Link (free reg req'd)

Journal: Surviving Christmas

There's just something about Christmastime: something about taking some time away from work, something about reconnecting with family and old friends, something about observing the wonder and excitement of kids, something about good memories jostled back to life. In quiet moments, it whispers something to the depths of your soul, the gist of which is this: "You know, things aren't really as bad as you thought. Actually, they're a lot worse."

I took some vacation between Christmas and New Years Day, intending to catch up on a couple of things around the house, spend some quality time with my wife, and get a little fresh air, maybe doing some ice fishing or heading to a ski hill for the first time in a couple years. Instead, I spent a couple exhausting days obsessively working on stuff around the house, resenting that my wife was not similarly obsessed and getting tired and cranky. Then weather turned warm and crappy and spoiled any prospects for winter sport. On January 3, I returned to work, feeling unrested and cheated, wishing I made enough money to afford a vacation that included palm trees and tropical drinks served in coconuts by friendly natives who ask, in heavily accented English, "Are you ready for your next massage, señor?"
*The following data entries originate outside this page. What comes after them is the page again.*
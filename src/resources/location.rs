//! Location operations.

use std::sync::Arc;

use serde::Deserialize;

use crate::clients::graphql::GraphqlClient;

use super::errors::ResourceError;
use super::types::Location;

const LOCATION_GET_QUERY: &str = "\
query location($id: ID!) {
    location(id: $id) {
        id
        name
    }
}";

/// Service for location operations.
#[derive(Debug, Clone)]
pub struct LocationService {
    client: Arc<GraphqlClient>,
}

impl LocationService {
    pub(crate) fn new(client: Arc<GraphqlClient>) -> Self {
        Self { client }
    }

    /// Fetches a location by id.
    ///
    /// Returns `Ok(None)` when no location exists with that id.
    ///
    /// # Errors
    ///
    /// Returns [`ResourceError::Graphql`] when the query fails.
    pub async fn get(&self, id: &str) -> Result<Option<Location>, ResourceError> {
        #[derive(Deserialize)]
        struct LocationData {
            location: Option<Location>,
        }

        let data: LocationData = self
            .client
            .query(LOCATION_GET_QUERY, serde_json::json!({ "id": id }))
            .await?;
        Ok(data.location)
    }
}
But this past weekend, I took a vacation of a very different kind. I drove six hours north to spend the weekend with a buddy and two guys I didn't know in a 10'x16' ice shack on Mille Lacs fishing for walleyes. We fished with jigging poles all day long, stopped for dinner, and set the 'rattle reels' in the shack while we played Euchre until we could no longer remember what was trump, then went to bed. The fishing was lousy--only a handful of perch during the day, and some hideous eelpouts on the rattle reels--but the male bonding was outstanding. Let's just say we should have saved the baked beans for the last night.

Over the holidays, it felt like everything I did reminded me how old, weak, sick, and bald I've become. This week, it feels good to be back at work, to be busy, to feel useful, to come home at the end of the day and hug my wife and my dogs. The days are getting longer. And after a couple of weeks on Lyrica and weaning myself off of Neurontin, I'm feeling a bit less dopey and sluggish. I don't yet feel like it's made a significant dent in the pain vs. the Neurontin, but I'm still at a low dose, just 150 mg per day.

Yesterday, the sun came out. Initially, people around here were frightened, having forgotten that blazing orb in the sky meant us no harm. Soon, though, we remembered the John Denver song, felt the sun's warmth on our shoulders, and were happy.